Untreated tissues (Figures 11(a) and 11(c)) showed a thick film of microbial colonization and partial skin structure damage after 24h of incubation. However, after single treatment with F13 gel formulation, a noticeable reduction in microbial bioburden occurred in case of both Gram positive isolate (Figure 11(b)) and Gram negative isolate (Figure 11(d)). This could be attributed to the extended drug release of F13 which assisted drug penetration to skin tissue and increased the duration of action of the drug and its bioavailability. This explanation was in consistence with previously reported studies in which C934 served as a convenient polymer for topical gel formulations providing extended drug release for a long period of time [42, 43].
SSTIs are considered a problem in the field of medicine for a long time. Third-generation antibiotic, Cefotaxime (CTX), proved to be very effective against most strains of bacterial pathogens.
In the present investigation, CTX was successfully incorporated into different gel formulations.
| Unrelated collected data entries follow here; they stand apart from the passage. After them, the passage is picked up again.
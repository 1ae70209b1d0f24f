use super::{print_done, print_json};
use crate::ExpiryCommands;
use chrono::Utc;
use colored::Colorize;
use fleetlab_backend::{BackendKind, ExpirySystemRecord, ExpirySystemSpec, Fleet, sweep_expired};
use fleetlab_config::FleetlabConfig;
use std::path::PathBuf;

pub fn print_records(records: &[ExpirySystemRecord]) {
    if records.is_empty() {
        println!("{}", "not installed".dimmed());
        return;
    }
    println!(
        "{}",
        format!("{:<16} {:<16} {:<40} {:<40}", "REGION", "SCHEDULE", "SCHEDULER", "FUNCTION").bold()
    );
    println!("{}", "─".repeat(112).dimmed());
    for record in records {
        println!(
            "{:<16} {:<16} {:<40} {:<40}",
            record.region.cyan(),
            record.schedule,
            record.scheduler,
            record.function
        );
    }
}

/// Function artifact configured for the active backend
fn configured_source(backend: BackendKind, config: &FleetlabConfig) -> Option<PathBuf> {
    match backend {
        BackendKind::Aws => config.expiry.aws_function_package.clone(),
        BackendKind::Gcp => config.expiry.gcp_function_source.clone(),
        BackendKind::Docker => None,
    }
}

pub fn install_spec(
    backend: BackendKind,
    config: &FleetlabConfig,
    region: Option<String>,
    frequency: Option<u32>,
    source: Option<PathBuf>,
) -> ExpirySystemSpec {
    ExpirySystemSpec {
        region,
        interval_minutes: frequency.unwrap_or(config.expiry.interval_minutes),
        source: source.or_else(|| configured_source(backend, config)),
    }
}

pub async fn handle(fleet: &Fleet, config: &FleetlabConfig, command: ExpiryCommands) -> anyhow::Result<()> {
    let backend = fleet.backend();
    match command {
        ExpiryCommands::Show { json } => {
            let records = backend.expiry_system().await?;
            if json {
                return print_json(&records);
            }
            print_records(&records);
        }
        ExpiryCommands::Install {
            region,
            frequency,
            source,
        } => {
            let spec = install_spec(fleet.context().backend, config, region, frequency, source);
            backend.install_expiry_system(&spec).await?;
            print_done(format!(
                "expiry system installed, running every {} minutes",
                spec.interval_minutes
            ));
        }
        ExpiryCommands::Remove { region } => {
            backend.remove_expiry_system(region.as_deref()).await?;
            print_done("expiry system removed");
        }
        ExpiryCommands::Frequency { minutes } => {
            backend.set_expiry_frequency(minutes).await?;
            print_done(format!("expiry system now runs every {} minutes", minutes));
        }
        ExpiryCommands::Run { dry_run, json } => {
            let report = sweep_expired(backend, fleet.context(), Utc::now(), dry_run).await?;
            if json {
                return print_json(&report);
            }
            if report.groups.is_empty() {
                println!("{}", "no expired nodes".dimmed());
            }
            let verb = if dry_run { "would destroy" } else { "destroyed" };
            for group in &report.groups {
                println!(
                    "{} {} {} nodes {:?}",
                    verb.yellow(),
                    group.kind,
                    group.group.cyan(),
                    group.nodes
                );
            }
        }
    }
    Ok(())
}

#[cfg(test)]
mod tests {
    use super::*;

    #[test]
    fn test_install_spec_uses_configuration() {
        let mut config = FleetlabConfig::default();
        config.expiry.interval_minutes = 30;
        config.expiry.aws_function_package = Some(PathBuf::from("/opt/expiry.zip"));
        config.expiry.gcp_function_source = Some(PathBuf::from("/opt/expiry-src"));

        let spec = install_spec(BackendKind::Aws, &config, None, None, None);
        assert_eq!(spec.interval_minutes, 30);
        assert_eq!(spec.source, Some(PathBuf::from("/opt/expiry.zip")));

        let spec = install_spec(BackendKind::Gcp, &config, Some("us-east1".to_string()), Some(60), None);
        assert_eq!(spec.interval_minutes, 60);
        assert_eq!(spec.region.as_deref(), Some("us-east1"));
        assert_eq!(spec.source, Some(PathBuf::from("/opt/expiry-src")));

        let explicit = Some(PathBuf::from("./fn"));
        let spec = install_spec(BackendKind::Docker, &config, None, None, explicit.clone());
        assert_eq!(spec.source, explicit);
        assert_eq!(install_spec(BackendKind::Docker, &config, None, None, None).source, None);
    }
}
use std::path::PathBuf;
use thiserror::Error;

#[derive(Error, Debug)]
pub enum ConfigError {
    #[error("configuration directory not found")]
    ConfigDirNotFound,

    #[error(
        "configuration file not found. Looked in:\n\
        - the current directory: fleetlab.local.yaml, fleetlab.yaml\n\
        - ./.fleetlab/config.yaml\n\
        - ~/.config/fleetlab/config.yaml\n\
        Set FLEETLAB_CONFIG_PATH to point at a file directly"
    )]
    ConfigFileNotFound,

    #[error("failed to parse {path}: {source}")]
    Parse {
        path: PathBuf,
        #[source]
        source: serde_yaml::Error,
    },

    #[error("invalid configuration: {0}")]
    Invalid(String),

    #[error("IO error: {0}")]
    Io(#[from] std::io::Error),
}

pub type Result<T> = std::result::Result<T, ConfigError>;
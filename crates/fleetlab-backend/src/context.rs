//! Per-invocation execution context

use crate::executor::DEFAULT_PARALLEL_THREADS;
use crate::model::Expiry;
use crate::provider::BackendKind;
use chrono::{DateTime, Duration, Utc};

/// Lifetime of cloud nodes created without an explicit expiry
pub const DEFAULT_CLOUD_TTL_HOURS: i64 = 30;

/// Identity and limits of the current command, passed to every core call
#[derive(Debug, Clone, PartialEq, Eq)]
pub struct ExecutionContext {
    pub backend: BackendKind,
    /// Written to the owner tag of new resources
    pub owner: String,
    /// Scopes inventory to resources tagged with this project
    pub project: Option<String>,
    pub parallel_threads: usize,
    /// Expiry of new groups that do not ask for one; zero never expires
    pub default_ttl: Duration,
}

impl ExecutionContext {
    pub fn new(backend: BackendKind) -> Self {
        Self {
            backend,
            owner: default_owner(),
            project: None,
            parallel_threads: DEFAULT_PARALLEL_THREADS,
            default_ttl: default_ttl(backend),
        }
    }

    pub fn with_owner(mut self, owner: impl Into<String>) -> Self {
        self.owner = owner.into();
        self
    }

    pub fn with_project(mut self, project: Option<String>) -> Self {
        self.project = project.filter(|p| !p.is_empty());
        self
    }

    pub fn with_parallel_threads(mut self, threads: usize) -> Self {
        self.parallel_threads = threads.max(1);
        self
    }

    pub fn with_default_ttl(mut self, ttl: Duration) -> Self {
        self.default_ttl = ttl;
        self
    }

    /// Expiry given to a new group created at `now` without one
    pub fn default_expiry(&self, now: DateTime<Utc>) -> Expiry {
        Expiry::after(self.default_ttl, now)
    }
}

/// Containers are local and never expire unless asked to
fn default_ttl(backend: BackendKind) -> Duration {
    match backend {
        BackendKind::Docker => Duration::zero(),
        BackendKind::Aws | BackendKind::Gcp => Duration::hours(DEFAULT_CLOUD_TTL_HOURS),
    }
}

/// The invoking OS user, or "unknown"
pub fn default_owner() -> String {
    ["USER", "USERNAME"]
        .iter()
        .filter_map(|key| std::env::var(key).ok())
        .find(|value| !value.is_empty())
        .unwrap_or_else(|| "unknown".to_string())
}

#[cfg(test)]
mod tests {
    use super::*;

    #[test]
    fn test_builders() {
        let ctx = ExecutionContext::new(BackendKind::Aws)
            .with_owner("bob")
            .with_project(Some(String::new()))
            .with_parallel_threads(0);
        assert_eq!(ctx.owner, "bob");
        assert_eq!(ctx.project, None);
        assert_eq!(ctx.parallel_threads, 1);

        let ctx = ctx.with_project(Some("demo".to_string()));
        assert_eq!(ctx.project.as_deref(), Some("demo"));
    }

    #[test]
    fn test_default_expiry_per_backend() {
        let now = Utc::now();
        let docker = ExecutionContext::new(BackendKind::Docker);
        assert_eq!(docker.default_expiry(now), Expiry::Never);

        for backend in [BackendKind::Aws, BackendKind::Gcp] {
            let ctx = ExecutionContext::new(backend);
            assert_eq!(ctx.default_expiry(now), Expiry::At(now + Duration::hours(30)));
        }

        let forever = ExecutionContext::new(BackendKind::Aws).with_default_ttl(Duration::zero());
        assert_eq!(forever.default_expiry(now), Expiry::Never);
    }
}
use serde::{Deserialize, Deserializer, Serialize, Serializer};
use std::ops::{BitOr, BitOrAssign};

/// Bitmask describing what role a group plays
#[derive(Debug, Clone, Copy, Default, PartialEq, Eq, Hash)]
pub struct Features(u64);

const NAMES: [(Features, &str); 4] = [
    (Features::AEROSPIKE, "Aerospike"),
    (Features::AEROSPIKE_TOOLS, "AerospikeTools"),
    (Features::AGI, "AGI"),
    (Features::UNKNOWN, "Unknown"),
];

impl Features {
    pub const NONE: Features = Features(0);
    pub const AEROSPIKE: Features = Features(1);
    pub const AEROSPIKE_TOOLS: Features = Features(1 << 1);
    pub const AGI: Features = Features(1 << 2);
    pub const UNKNOWN: Features = Features(1 << 31);

    pub const fn from_bits(bits: u64) -> Self {
        Features(bits)
    }

    pub const fn bits(&self) -> u64 {
        self.0
    }

    pub fn is_empty(&self) -> bool {
        self.0 == 0
    }

    pub fn contains(&self, other: Features) -> bool {
        other.0 != 0 && self.0 & other.0 == other.0
    }

    pub fn names(&self) -> Vec<&'static str> {
        NAMES
            .iter()
            .filter(|(flag, _)| self.contains(*flag))
            .map(|(_, name)| *name)
            .collect()
    }

    /// Inverse of [`Features::names`]; unrecognized names map to `UNKNOWN`.
    pub fn from_names<'a>(names: impl IntoIterator<Item = &'a str>) -> Self {
        names.into_iter().fold(Features::NONE, |acc, name| {
            let flag = NAMES
                .iter()
                .find(|(_, known)| known.eq_ignore_ascii_case(name))
                .map(|(flag, _)| *flag)
                .unwrap_or(Features::UNKNOWN);
            acc | flag
        })
    }

    /// Decimal form stored in provider tags
    pub fn to_tag(&self) -> String {
        self.0.to_string()
    }

    pub fn from_tag(value: &str) -> Self {
        value
            .trim()
            .parse::<u64>()
            .map(Features)
            .unwrap_or(Features::UNKNOWN)
    }
}

impl BitOr for Features {
    type Output = Features;

    fn bitor(self, rhs: Features) -> Features {
        Features(self.0 | rhs.0)
    }
}

impl BitOrAssign for Features {
    fn bitor_assign(&mut self, rhs: Features) {
        self.0 |= rhs.0;
    }
}

impl Serialize for Features {
    fn serialize<S: Serializer>(&self, serializer: S) -> Result<S::Ok, S::Error> {
        serializer.collect_seq(self.names())
    }
}

impl<'de> Deserialize<'de> for Features {
    fn deserialize<D: Deserializer<'de>>(deserializer: D) -> Result<Self, D::Error> {
        let names = Vec::<String>::deserialize(deserializer)?;
        Ok(Features::from_names(names.iter().map(String::as_str)))
    }
}

#[cfg(test)]
mod tests {
    use super::*;

    #[test]
    fn test_names_and_json() {
        let features = Features::AEROSPIKE | Features::AGI;
        assert_eq!(features.names(), vec!["Aerospike", "AGI"]);
        assert_eq!(
            serde_json::to_string(&features).unwrap(),
            r#"["Aerospike","AGI"]"#
        );
        let back: Features = serde_json::from_str(r#"["agi","Aerospike"]"#).unwrap();
        assert_eq!(back, features);
    }

    #[test]
    fn test_unknown_names_and_tags() {
        assert_eq!(Features::from_names(["Graph"]), Features::UNKNOWN);
        assert_eq!(Features::from_tag("5"), Features::AEROSPIKE | Features::AGI);
        assert_eq!(Features::from_tag("garbage"), Features::UNKNOWN);
        assert_eq!((Features::AEROSPIKE_TOOLS).to_tag(), "2");
        assert!(!Features::NONE.contains(Features::NONE));
    }
}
Among all gel formulations, CTX gel (F13) prepared from C934 (2%) as gel reservoir proved to be the formula of choice, showing good characteristics and controlling the drug release for long period of time. Furthermore, it showed promising antibacterial activity in vitro against P. aeruginosa, E. coli, S. aureus, and MRSA. Moreover, it was highly efficient in eradicating P. aeruginosa and MRSA induced dermal infections.
CTX gel formulation F13 could be very promising and innovative topical alternative for treatment of skin infections caused by Cefotaxime-susceptible bacteria and play a vital role in drug efficiency. These findings may open new avenues for the treatment of dermal infections by local application of tailored antibiotic gel. However, further preclinical and clinical studies are recommended to support its efficiency claims in humans.
This research project was supported by a grant from the Research Center of the Female Scientific and Medical Colleges, Deanship of Scientific Research, King Saud University.
The authors declare that there are no competing interests regarding the publication of this paper.